Data Exfiltration by Compression (DEC)
Novel technique introduced
With the rapid expansion of data lakes storing health data and hosting AI algorithms, a prominent concern arises: how safe is it to export machine learning models from these data lakes? In particular, deep network models, widely used for health data processing, encode information from their training dataset, potentially leading to the leakage of sensitive information upon its export. This paper thoroughly examines this issue in the context of medical imaging data and introduces a novel data exfiltration attack based on image compression techniques. This attack, termed Data Exfiltration by Compression, requires only access to a data lake and is based on lossless or lossy image compression methods. Unlike previous data exfiltration attacks, it is compatible with any image processing task and depends solely on an exported network model without requiring any additional information to be collected during the training process. We explore various scenarios, and techniques to limit the size of the exported model and conceal the compression codes within the network. Using two public datasets of CT and MR images, we demonstrate that this attack can effectively steal medical images and reconstruct them outside the data lake with high fidelity, achieving an optimal balance between compression and reconstruction quality. Additionally, we investigate the impact of basic differential privacy measures, such as adding Gaussian noise to the model parameters, to prevent the Data Exfiltration by Compression Attack. We also show how the attacker can make their attack resilient to differential privacy at the expense of decreasing the number of stolen images. Lastly, we propose an alternative prevention strategy by fine-tuning the model to be exported.
Key Contributions
- Introduces the Data Exfiltration by Compression (DEC) attack, which hides losslessly/lossily compressed medical image codes inside exported neural network weights, enabling full training data reconstruction outside a secure data lake
- Demonstrates the attack on CT and MR imaging datasets with high reconstruction fidelity, and shows it is task-agnostic (compatible with any image processing network including U-nets with skip connections)

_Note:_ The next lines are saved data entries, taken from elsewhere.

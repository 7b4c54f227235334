// crates/publish-flow-config/src/lib.rs
// ============================================================================
// Module: Publish Flow Config Library
// Description: Canonical config model, workflow-input overrides, and validation.
// Purpose: Single source of truth for publish-flow.toml semantics.
// Dependencies: publish-flow-core, regex, serde, toml, url
// ============================================================================

//! ## Overview
//! `publish-flow-config` defines the run configuration for the publish
//! workflow. A TOML file supplies defaults, the surrounding automation
//! overrides them through environment variables, and the merged result is
//! validated fail-closed before any collaborator is built.

// ============================================================================
// SECTION: Modules
// ============================================================================

pub mod config;
pub mod env;

// ============================================================================
// SECTION: Re-Exports
// ============================================================================

pub use config::*;
pub use env::EnvOverrides;
pub use env::parse_flag;
pub use env::strip_ansi;
// crates/publish-flow-config/src/env.rs
// ============================================================================
// Module: Workflow Input Overrides
// Description: Environment variables supplied by the surrounding automation.
// Purpose: Fold load-test results and repository coordinates into the config.
// Dependencies: regex, serde_json, publish-flow-core
// ============================================================================

//! ## Overview
//! The automation that runs the load test passes its results through
//! environment variables. Unset load-test steps produce empty strings, so an
//! empty value always means "absent" rather than an error.
//!
//! Lookups go through a closure so tests never touch the process environment.

// ============================================================================
// SECTION: Imports
// ============================================================================

use std::path::PathBuf;
use std::sync::LazyLock;

use publish_flow_core::PluginTestMetadata;
use publish_flow_core::RepoRef;
use regex::Regex;

use crate::config::ConfigError;
use crate::config::PublishFlowConfig;

// ============================================================================
// SECTION: Variable Names
// ============================================================================

/// Load-test success flag.
pub const PLUGIN_TEST_RESULT_VAR: &str = "PLUGIN_TEST_RESULT";
/// Load-test console output.
pub const PLUGIN_TEST_OUTPUT_VAR: &str = "PLUGIN_TEST_OUTPUT";
/// Load-test metadata as a JSON object.
pub const PLUGIN_TEST_METADATA_VAR: &str = "PLUGIN_TEST_METADATA";
/// Explicit load-test skip flag.
pub const SKIP_PLUGIN_TEST_VAR: &str = "SKIP_PLUGIN_TEST";
/// Repository slug in `owner/name` form.
pub const GITHUB_REPOSITORY_VAR: &str = "GITHUB_REPOSITORY";
/// Identifier of the current automation run.
pub const GITHUB_RUN_ID_VAR: &str = "GITHUB_RUN_ID";
/// Base branch override.
pub const BASE_VAR: &str = "PUBLISH_FLOW_BASE";
/// Registry path override.
pub const REGISTRY_PATH_VAR: &str = "PUBLISH_FLOW_REGISTRY_PATH";

/// Matches ANSI CSI sequences and two-byte escapes.
const ANSI_PATTERN: &str = r"\x1B(?:[@-Z\\-_]|\[[0-?]*[ -/]*[@-~])";

/// Compiled ANSI pattern; `None` only if the constant pattern fails to build.
static ANSI_REGEX: LazyLock<Option<Regex>> = LazyLock::new(|| Regex::new(ANSI_PATTERN).ok());

// ============================================================================
// SECTION: Overrides
// ============================================================================

/// Applies workflow-input variables on top of a loaded config.
pub struct EnvOverrides<F> {
    /// Variable lookup, typically `std::env::var(..).ok()`.
    lookup: F,
}

impl<F> EnvOverrides<F>
where
    F: Fn(&str) -> Option<String>,
{
    /// Creates overrides backed by `lookup`.
    pub const fn new(lookup: F) -> Self {
        Self {
            lookup,
        }
    }

    /// Applies every variable that is set.
    ///
    /// # Errors
    ///
    /// Returns [`ConfigError`] when a flag, slug, or metadata value is malformed.
    pub fn apply(&self, config: &mut PublishFlowConfig) -> Result<(), ConfigError> {
        if let Some(value) = self.get(PLUGIN_TEST_RESULT_VAR) {
            config.plugin_test.result = parse_flag(PLUGIN_TEST_RESULT_VAR, &value)?;
        }
        if let Some(value) = self.get(SKIP_PLUGIN_TEST_VAR) {
            config.plugin_test.skip = parse_flag(SKIP_PLUGIN_TEST_VAR, &value)?;
        }
        if let Some(value) = self.get(PLUGIN_TEST_OUTPUT_VAR) {
            config.plugin_test.output = strip_ansi(&value);
        }
        if let Some(value) = self.get(PLUGIN_TEST_METADATA_VAR) {
            config.plugin_test.metadata = parse_metadata(&value)?;
        }
        if let Some(value) = self.get(GITHUB_REPOSITORY_VAR)
            && !value.trim().is_empty()
        {
            let repo = RepoRef::parse(&value).ok_or_else(|| {
                ConfigError::Invalid(format!("{GITHUB_REPOSITORY_VAR} must be owner/name"))
            })?;
            config.repository.owner = Some(repo.owner);
            config.repository.name = Some(repo.name);
        }
        if let Some(value) = self.get(GITHUB_RUN_ID_VAR)
            && !value.trim().is_empty()
        {
            config.repository.run_id = Some(value.trim().to_string());
        }
        if let Some(value) = self.get(BASE_VAR) {
            config.input.base = value.trim().to_string();
        }
        if let Some(value) = self.get(REGISTRY_PATH_VAR) {
            config.input.registry_path = PathBuf::from(value.trim());
        }
        Ok(())
    }

    /// Returns the variable value when set.
    fn get(&self, key: &str) -> Option<String> {
        (self.lookup)(key)
    }
}

// ============================================================================
// SECTION: Parsers
// ============================================================================

/// Parses a workflow flag; the empty string reads as `false`.
///
/// # Errors
///
/// Returns [`ConfigError::Invalid`] for values that are not a recognizable flag.
pub fn parse_flag(name: &str, value: &str) -> Result<bool, ConfigError> {
    match value.trim().to_ascii_lowercase().as_str() {
        "" | "0" | "false" | "no" | "off" => Ok(false),
        "1" | "true" | "yes" | "on" => Ok(true),
        _ => Err(ConfigError::Invalid(format!("{name} must be a boolean flag"))),
    }
}

/// Parses load-test metadata; the empty string reads as absent.
fn parse_metadata(value: &str) -> Result<Option<PluginTestMetadata>, ConfigError> {
    if value.trim().is_empty() {
        return Ok(None);
    }
    serde_json::from_str(value)
        .map(Some)
        .map_err(|err| ConfigError::Parse(format!("{PLUGIN_TEST_METADATA_VAR}: {err}")))
}

/// Removes terminal escape sequences from captured console output.
#[must_use]
pub fn strip_ansi(text: &str) -> String {
    ANSI_REGEX
        .as_ref()
        .map_or_else(|| text.to_string(), |regex| regex.replace_all(text, "").into_owned())
}

// ============================================================================
// SECTION: Tests
// ============================================================================

#[cfg(test)]
mod tests {
    use super::*;

    #[test]
    fn strip_ansi_removes_color_and_cursor_codes() {
        let raw = "\u{1b}[31mERROR\u{1b}[0m load failed\u{1b}[2K\u{1b}M";
        assert_eq!(strip_ansi(raw), "ERROR load failed");
    }

    #[test]
    fn flags_accept_common_spellings() {
        assert_eq!(parse_flag("X", "").ok(), Some(false));
        assert_eq!(parse_flag("X", "True").ok(), Some(true));
        assert_eq!(parse_flag("X", " off ").ok(), Some(false));
        assert!(parse_flag("X", "maybe").is_err());
    }

    #[test]
    fn empty_metadata_is_absent() {
        assert_eq!(parse_metadata("  ").ok(), Some(None));
        assert!(matches!(parse_metadata("{"), Err(ConfigError::Parse(_))));
    }
}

- Evaluates Gaussian-noise differential privacy as a countermeasure and shows attackers can adapt to remain resilient at the cost of fewer stolen images; proposes fine-tuning as an alternative prevention strategy
🛡️ Threat Analysis
The DEC attack's primary goal is recovering private training data from an exported ML model. Although the mechanism differs from classical inference-based model inversion (the adversary actively encodes compressed images into model weights before export rather than passively inferring data from outputs), the adversarial threat model is identical to ML03: an insider extracts and reconstructs the full training dataset through a model export channel. The paper also evaluates DP defenses (Gaussian noise to parameters) and fine-tuning as countermeasures against this data reconstruction threat.